Different types of Available HIV test
- Combined antibody-antigen tests. (Combo)
- Viral load tests (RNA PCR test)
Combined antibody/antigen tests (Combo)
These are called 4th generation tests or combined antibody/antigen (Ag/Ab) tests. In these tests, the antigen being tested is a major HIV protein called p24.
P24 (short for protein 24) is produced 2–3 weeks after infection and before antibodies are produced. p24 levels are only detectable for the next 1–2 months. However, by the time the p24 levels have dropped antibodies will be present.
4th generation (Ag/Ab) tests are recommended four weeks after exposure. They give an earlier result than antibody-only tests that are recommended after six weeks. Detecting over 95% of infections at four weeks after exposure.
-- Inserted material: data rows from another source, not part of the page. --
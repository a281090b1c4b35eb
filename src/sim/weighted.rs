//! Weighted random type selection

use rand::Rng;

/// Cumulative-weight table over a fixed list of entries
#[derive(Debug, Clone)]
pub struct WeightedSelector {
    cumulative: Vec<f32>,
    total: f32,
}

impl WeightedSelector {
    /// Returns None if any weight is negative/non-finite or the total is zero
    pub fn new(weights: &[f32]) -> Option<Self> {
        if weights.iter().any(|w| !w.is_finite() || *w < 0.0) {
            return None;
        }
        let cumulative: Vec<f32> = weights
            .iter()
            .scan(0.0f32, |acc, w| {
                *acc += w;
                Some(*acc)
            })
            .collect();
        let total = cumulative.last().copied().unwrap_or(0.0);
        if total <= 0.0 || !total.is_finite() {
            return None;
        }
        Some(Self { cumulative, total })
    }

    pub fn len(&self) -> usize {
        self.cumulative.len()
    }

    pub fn is_empty(&self) -> bool {
        self.cumulative.is_empty()
    }

    pub fn total(&self) -> f32 {
        self.total
    }

    /// Selection probability of entry `index`
    pub fn probability(&self, index: usize) -> f32 {
        let prev = if index == 0 {
            0.0
        } else {
            self.cumulative[index - 1]
        };
        (self.cumulative[index] - prev) / self.total
    }

    /// Draw `u` in `[0, total)` and return the first entry whose running
    /// total exceeds it
    pub fn pick<R: Rng + ?Sized>(&self, rng: &mut R) -> usize {
        let u = rng.random::<f32>() * self.total;
        self.index_for(u)
    }

    fn index_for(&self, u: f32) -> usize {
        if let Some(i) = self.cumulative.iter().position(|&c| c > u) {
            return i;
        }
        // u rounded up to total: fall back to the last entry with weight
        let mut last = self.cumulative.len() - 1;
        while last > 0 && self.cumulative[last] == self.cumulative[last - 1] {
            last -= 1;
        }
        last
    }
}
//! Host-driven corridor tick
//!
//! Owns both streamers, the run state and the shared RNG. The host calls
//! `tick` once per simulation step with the observer's z, and forwards
//! obstacle hits and restarts.

use rand::SeedableRng;
use rand_pcg::Pcg32;

use super::item::Prefab;
use super::obstacles::{ObstacleRowStreamer, ObstacleTypeSpec};
use super::state::{RunPhase, RunState};
use super::terrain::TileStreamer;
use crate::best_distance::BestDistance;
use crate::error::Result;
use crate::settings::CorridorSettings;

/// Result of reporting an obstacle hit
#[derive(Debug, Clone, Copy, PartialEq)]
pub enum HitOutcome {
    /// A life was lost; nearby rows ahead were cleared
    Survived { lives_left: u8, cleared: usize },
    /// Last life lost
    GameOver { distance: f32, new_best: bool },
    /// Hit reported while the run was already over
    Ignored,
}

/// Terrain and obstacle streaming for one endless corridor
pub struct Corridor<T: Prefab, O: Prefab> {
    settings: CorridorSettings,
    rng: Pcg32,
    terrain: TileStreamer<T>,
    obstacles: ObstacleRowStreamer<O>,
    run: RunState,
    best: BestDistance,
    time_ticks: u64,
}

impl<T: Prefab, O: Prefab> Corridor<T, O> {
    /// Build both streamers, each validating its own settings. The observer
    /// need not exist yet; the first `tick` supplies its position.
    pub fn new(
        settings: CorridorSettings,
        terrain_prefabs: &[T],
        obstacle_types: &[ObstacleTypeSpec<O>],
    ) -> Result<Self> {
        settings.run.validate()?;
        let mut rng = Pcg32::seed_from_u64(settings.seed);
        let terrain = TileStreamer::initialize(terrain_prefabs, settings.terrain.clone(), &mut rng)?;
        let obstacles =
            ObstacleRowStreamer::initialize(obstacle_types, settings.obstacles.clone(), &mut rng)?;
        let run = RunState::new(&settings.run);

        log::info!("Corridor ready (seed {})", settings.seed);
        Ok(Self {
            settings,
            rng,
            terrain,
            obstacles,
            run,
            best: BestDistance::new(),
            time_ticks: 0,
        })
    }

    /// Use a previously persisted best distance
    pub fn with_best(mut self, best: BestDistance) -> Self {
        self.best = best;
        self
    }

    /// Advance streaming for the observer's current z
    pub fn tick(&mut self, observer_z: f32) {
        if self.run.phase == RunPhase::GameOver {
            return;
        }
        self.time_ticks += 1;
        self.run.observe(observer_z);
        self.terrain.tick(observer_z);
        self.obstacles.tick(observer_z, &mut self.rng);
    }

    /// Report a non-fatal collision at `hit_z`
    pub fn on_obstacle_hit(&mut self, hit_z: f32) -> HitOutcome {
        if !self.run.is_running() {
            return HitOutcome::Ignored;
        }

        let lives_left = self.run.lose_life();
        if lives_left > 0 {
            let cleared = self
                .obstacles
                .clear_from_hit(hit_z, self.settings.run.clear_rows_on_hit);
            log::info!("Hit at z={}: {} lives left", hit_z, lives_left);
            return HitOutcome::Survived {
                lives_left,
                cleared,
            };
        }

        let distance = self.run.distance;
        let new_best = self.best.record(distance);
        log::info!(
            "Game over at z={}: distance {:.1} m{}",
            hit_z,
            distance,
            if new_best { " (new best)" } else { "" }
        );
        HitOutcome::GameOver { distance, new_best }
    }

    /// Start a new run with the observer at `observer_z`
    pub fn restart(&mut self, observer_z: f32) {
        self.terrain.reset(observer_z);
        // One row of grace in front of the respawned observer
        self.obstacles
            .reset(observer_z + self.settings.obstacles.row_spacing);
        self.run.reset(observer_z);
        self.time_ticks = 0;
        log::info!("Run restarted at z={}", observer_z);
    }

    /// Hide everything and hand all host handles back
    pub fn shutdown(self) -> (Vec<T::Item>, Vec<O::Item>) {
        log::info!("Corridor shutdown after {} ticks", self.time_ticks);
        (self.terrain.shutdown(), self.obstacles.shutdown())
    }

    pub fn settings(&self) -> &CorridorSettings {
        &self.settings
    }

    pub fn terrain(&self) -> &TileStreamer<T> {
        &self.terrain
    }

    pub fn obstacles(&self) -> &ObstacleRowStreamer<O> {
        &self.obstacles
    }

    pub fn run(&self) -> &RunState {
        &self.run
    }

    pub fn best(&self) -> BestDistance {
        self.best
    }

    pub fn time_ticks(&self) -> u64 {
        self.time_ticks
    }
}
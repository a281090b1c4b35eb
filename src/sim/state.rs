//! Run state: lives, distance and phase

use serde::{Deserialize, Serialize};

use crate::settings::RunSettings;

/// Current phase of a run
#[derive(Debug, Clone, Copy, PartialEq, Eq, Serialize, Deserialize)]
pub enum RunPhase {
    /// Observer is moving and streaming is live
    Running,
    /// Out of lives; streaming is frozen until restart
    GameOver,
}

/// Lives and distance for the current run
#[derive(Debug, Clone, Serialize, Deserialize)]
pub struct RunState {
    pub max_lives: u8,
    pub lives: u8,
    /// Observer z the run started from
    pub start_z: f32,
    /// Furthest distance reached from `start_z`
    pub distance: f32,
    pub phase: RunPhase,
}

impl RunState {
    pub fn new(settings: &RunSettings) -> Self {
        Self {
            max_lives: settings.max_lives,
            lives: settings.max_lives,
            start_z: settings.observer_start_z,
            distance: 0.0,
            phase: RunPhase::Running,
        }
    }

    /// Track the furthest point reached
    pub fn observe(&mut self, observer_z: f32) {
        let travelled = observer_z - self.start_z;
        if travelled.is_finite() && travelled > self.distance {
            self.distance = travelled;
        }
    }

    /// Take one life; enters GameOver when none are left. Returns lives left.
    pub fn lose_life(&mut self) -> u8 {
        self.lives = self.lives.saturating_sub(1);
        if self.lives == 0 {
            self.phase = RunPhase::GameOver;
        }
        self.lives
    }

    /// Full lives, zero distance, measured from `start_z`
    pub fn reset(&mut self, start_z: f32) {
        self.lives = self.max_lives;
        self.start_z = start_z;
        self.distance = 0.0;
        self.phase = RunPhase::Running;
    }

    pub fn is_running(&self) -> bool {
        self.phase == RunPhase::Running
    }

    /// Hearts to draw: one flag per max life, lit while still held
    pub fn hearts(&self) -> impl Iterator<Item = bool> + '_ {
        (0..self.max_lives).map(move |i| i < self.lives)
    }
}
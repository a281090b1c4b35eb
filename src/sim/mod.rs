//! Deterministic streaming module
//!
//! All corridor logic lives here. This module must stay host-agnostic:
//! - Positions come in through `tick`, never looked up
//! - Seeded RNG only, injected by the owner
//! - Fixed-capacity pools, no allocation after initialize

pub mod item;
pub mod obstacles;
pub mod placement;
pub mod pool;
pub mod state;
pub mod terrain;
pub mod tick;
pub mod weighted;

pub use item::{ItemId, Marker, MarkerPrefab, PoolItem, Prefab, Presentable};
pub use obstacles::{ActiveObstacle, ObstacleRowStreamer, ObstacleTypeSpec, RowReport};
pub use placement::{Footprint, RowPlacement};
pub use pool::{ItemPool, StreamStats};
pub use state::{RunPhase, RunState};
pub use terrain::TileStreamer;
pub use tick::{Corridor, HitOutcome};
pub use weighted::WeightedSelector;
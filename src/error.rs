//! Error taxonomy
//!
//! Configuration problems are fatal at initialize time. Per-tick problems
//! are never raised: they are counted and logged as a [`SkipReason`].

/// Fatal errors: invalid configuration or failed persistence.
#[derive(Debug, thiserror::Error)]
pub enum StreamError {
    #[error("{kind} has no variants to instantiate")]
    EmptyVariants { kind: String },

    #[error("obstacle catalogue is empty")]
    NoObstacleTypes,

    #[error("obstacle type '{id}' has invalid weight {weight}")]
    InvalidWeight { id: String, weight: f32 },

    #[error("obstacle weights sum to zero")]
    ZeroTotalWeight,

    #[error("lane count must be at least 1")]
    ZeroLanes,

    #[error("{name} must be positive and finite, got {value}")]
    InvalidLength { name: &'static str, value: f32 },

    #[error("{kind} pool size must be at least 1")]
    ZeroPoolSize { kind: String },

    #[error("IO error: {0}")]
    Io(#[from] std::io::Error),

    #[error("JSON error: {0}")]
    Json(#[from] serde_json::Error),
}

pub type Result<T> = std::result::Result<T, StreamError>;

/// Why a spawn slot was left empty during a tick
#[derive(Debug, Clone, Copy, PartialEq, Eq)]
pub enum SkipReason {
    /// The pool had no free item
    CapacityExhausted,
    /// No lateral offset passed the overlap test within the retry budget
    PlacementFailed,
}

impl SkipReason {
    pub fn as_str(&self) -> &'static str {
        match self {
            SkipReason::CapacityExhausted => "capacity exhausted",
            SkipReason::PlacementFailed => "placement failed",
        }
    }
}

impl std::fmt::Display for SkipReason {
    fn fmt(&self, f: &mut std::fmt::Formatter<'_>) -> std::fmt::Result {
        f.write_str(self.as_str())
    }
}

/// Ensure a length-like setting is positive and finite
pub(crate) fn require_positive(name: &'static str, value: f32) -> Result<()> {
    if value.is_finite() && value > 0.0 {
        Ok(())
    } else {
        Err(StreamError::InvalidLength { name, value })
    }
}

/// Ensure a distance-like setting is non-negative and finite
pub(crate) fn require_non_negative(name: &'static str, value: f32) -> Result<()> {
    if value.is_finite() && value >= 0.0 {
        Ok(())
    } else {
        Err(StreamError::InvalidLength { name, value })
    }
}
As small percentage of people (less than 5%) may have a delayed response to HIV.
Viral load (RNA PCR) test
This test looks directly for HIV in blood, and can be used from 3 days to 4 weeks after an exposure.
After infection, viral load is usually very high within the first 4 weeks, and so this test can be used to confirm a suspected early infection if someone has symptoms.
However, some people have undetectable viral load without treatment, so a negative result does not guarantee that you do not have the virus.
When can each test be used?
Antibody/Antigen (Combo) is recommended four weeks after exposure because it will detect 95% of infection.
After a potential exposure, HIV viral load can be detected in most people 7-14 days after infection. In 95% of cases viral load will be detected between 3 days and 6 weeks.
4th generation HIV antigen/antibody tests will detect 95% of infection after 4 weeks. Detecting more than 99.999% of infection after 90 days.